Adalah wajar kalau kita sendiri atau seseorang meragukan iman kita karena menemukan tindakan kita yang tidak menunjukkan buah pertobatan. Kalau kita secara konsisten berkanjang dalam dosa dan tidak merasa resah dengan ketidaktaatan kita, maka kita perlu waspada. Bandingkanlah bagaimana tutur laku dan kebiasaan-kebiasaan kita sebelum dan sesudah menerima Kristus. Perbuatan-perbuatan apa saja yang menunjukkan bahwa kita telah diselamatkan dan diubahkan oleh kasih karunia Kristus?—BWA
HANYA OLEH KARENA IMAN SESEORANG DAPAT DISELAMATKAN.
HANYA MELALUI KETAATAN KEPADA ALLAH IMAN SESEORANG DAPAT DIBUKTIKAN.

Selasa, 11 September 2012

NYANYIAN ALAM


Baca: Mazmur 19:1-7


Langit menceritakan kemuliaan Allah, dan cakrawala memberitakan pekerjaan tangan-Nya. (Mazmur 19:2)


Bacaan Alkitab Setahun: 
Yehezkiel 46-48


Apa buktinya Allah ada?” selalu menjadi topik hangat dalam diskusi keagamaan. Ini bukan saja pertanyaan yang muncul dari mereka yang tidak percaya adanya Allah, namun juga dari kalangan yang memercayai adanya Allah. Logika berpikir yang sangat mendasar untuk menjawabnya adalah: segala ciptaan ada karena ada penciptanya. Makin rumit suatu ciptaan, makin hebat pula penciptanya.

Logika inilah yang juga dipakai pemazmur dalam merenungkan keberadaan Allah. Ia melihat betapa Allah meninggalkan sangat banyak jejak dan bukti tentang keberadaan-Nya melalui alam semesta. Percaya bahwa langit, matahari, dan segala kompleksitas alam di sekitar kita itu ada dengan sendirinya adalah sebuah ide konyol dari mereka yang menekan bisikan nurani. Keindahan, kemegahan dan keteraturan jagat raya menyiratkan ada arsitek agung di baliknya. Buah karya Allah, yaitu bumi dan segala isinya adalah salah satu cara Allah untuk membisikkan keberadaan-Nya.

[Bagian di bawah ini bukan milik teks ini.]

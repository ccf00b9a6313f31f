//! Shared parsing utilities for upstream tables and API rows.

use std::fs::File;
use std::path::Path;

use chrono::NaiveDate;

use crate::SourceError;
use crate::admin::fold_accents;

/// Markers upstream tables use for "not available".
const NOT_AVAILABLE: &[&str] = &["n.d.", "n.d", "nd", "na", "n/a", "-"];

/// Parses an ACLED-style `YYYY-MM-DD` date (a trailing time part is
/// ignored).
#[must_use]
pub fn parse_event_date(s: &str) -> Option<NaiveDate> {
    let s = s.trim();
    let date_part = s.get(..10).unwrap_or(s);
    NaiveDate::parse_from_str(date_part, "%Y-%m-%d").ok()
}

/// Parses lat/lng from optional string fields. Returns `None` if missing,
/// unparseable, out of range, or exactly zero.
#[must_use]
pub fn parse_lat_lng_str(lat: Option<&str>, lng: Option<&str>) -> Option<(f64, f64)> {
    let latitude = lat?.trim().parse::<f64>().ok()?;
    let longitude = lng?.trim().parse::<f64>().ok()?;
    parse_lat_lng_f64(Some(latitude), Some(longitude))
}

/// Validates lat/lng. Returns `None` if missing, non-finite, out of range,
/// or exactly zero.
#[must_use]
pub fn parse_lat_lng_f64(lat: Option<f64>, lng: Option<f64>) -> Option<(f64, f64)> {
    let latitude = lat?;
    let longitude = lng?;
    if !latitude.is_finite() || !longitude.is_finite() {
        return None;
    }
    if latitude == 0.0 || longitude == 0.0 {
        return None;
    }
    if latitude.abs() > 90.0 || longitude.abs() > 180.0 {
        return None;
    }
    Some((latitude, longitude))
}

/// Parses a percentage leniently.
///
/// Not-available markers and blanks are missing, a comma decimal separator
/// is accepted, and the result is clamped to `[0, 100]`.
#[must_use]
pub fn parse_percent(s: &str) -> Option<f64> {
    let s = s.trim().to_lowercase();
    if s.is_empty() || NOT_AVAILABLE.contains(&s.as_str()) {
        return None;
    }
    let value = s.trim_end_matches('%').trim().replace(',', ".").parse::<f64>().ok()?;
    value.is_finite().then(|| value.clamp(0.0, 100.0))
}

/// Parses a non-negative count that may be written as a float
/// (`"1234.0"`), rounding to the nearest integer. Negative values become
/// zero.
#[must_use]
#[allow(clippy::cast_possible_truncation, clippy::cast_sign_loss)]
pub fn parse_count(s: &str) -> Option<u64> {
    let s = s.trim();
    if s.is_empty() {
        return None;
    }
    if let Ok(n) = s.parse::<u64>() {
        return Some(n);
    }
    let value = s.parse::<f64>().ok().filter(|v| v.is_finite())?;
    Some(value.max(0.0).round() as u64)
}

/// Normalizes a table header: trimmed, accent-folded, lowercased, with
/// spaces replaced by underscores (`"Clave de la Institución"` →
/// `"clave_de_la_institucion"`).
#[must_use]
pub fn normalize_header(header: &str) -> String {
    fold_accents(header.trim()).to_lowercase().replace(' ', "_")
}

/// A CSV table opened from disk with its normalized headers.
pub struct Table {
    reader: csv::Reader<File>,
    headers: Vec<String>,
    label: String,
}

impl Table {
    /// Opens a CSV file. Cells are trimmed and rows may have differing
    /// lengths.
    ///
    /// # Errors
    ///
    /// Returns [`SourceError::Csv`] if the file can't be opened or has no
    /// header row.
    pub fn open(path: &Path) -> Result<Self, SourceError> {
        let mut reader = csv::ReaderBuilder::new()
            .trim(csv::Trim::All)
            .flexible(true)
            .from_path(path)?;
        let headers = reader.headers()?.iter().map(normalize_header).collect();
        Ok(Self {
            reader,
            headers,
            label: path.display().to_string(),
        })
    }

    /// Index of the first present column among `candidates`.
    #[must_use]
    pub fn find(&self, candidates: &[&str]) -> Option<usize> {
        candidates
            .iter()
            .find_map(|c| self.headers.iter().position(|h| *h == normalize_header(c)))
    }

    /// Index of a required column.
    ///
    /// # Errors
    ///
    /// Returns [`SourceError::Format`] naming the file and the
    /// accepted column names if none is present.
    pub fn require(&self, candidates: &[&str]) -> Result<usize, SourceError> {
        self.find(candidates).ok_or_else(|| SourceError::Format {
            message: format!(
                "{} has no column named {}",
                self.label,
                candidates.join(" or ")
            ),
        })
    }

    /// File name for log messages.
    #[must_use]
    pub fn label(&self) -> &str {
        &self.label
    }

    /// Iterates data rows.
    pub fn rows(&mut self) -> csv::StringRecordsIter<'_, File> {
        self.reader.records()
    }
}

Keberadaan alam semesta tidak hanya layak menjadi alat pembuktian namun sepantasnya menimbulkan pesona dan hormat kepada Sang Pencipta. Kalau langit saja bisa menceritakan pekerjaan Tuhan yang mulia, betapa lebih lagi kita sebagai ciptaan-Nya yang paling agung, yang dibuat seturut gambar-Nya. Sudah selayaknya kita juga menjadi pencerita kemuliaan-Nya dan pemberita pekerjaan tangan-Nya. Seberapa besar kekaguman kita kepada-Nya dan seberapa banyak cerita hidup kita menjadikan orang kagum kepada-Nya?—PBS
KETIKA KITA TERPESONA TERHADAP ALAM SEMESTA,
NYATAKAN KEKAGUMAN KEPADA PENCIPTA-NYA.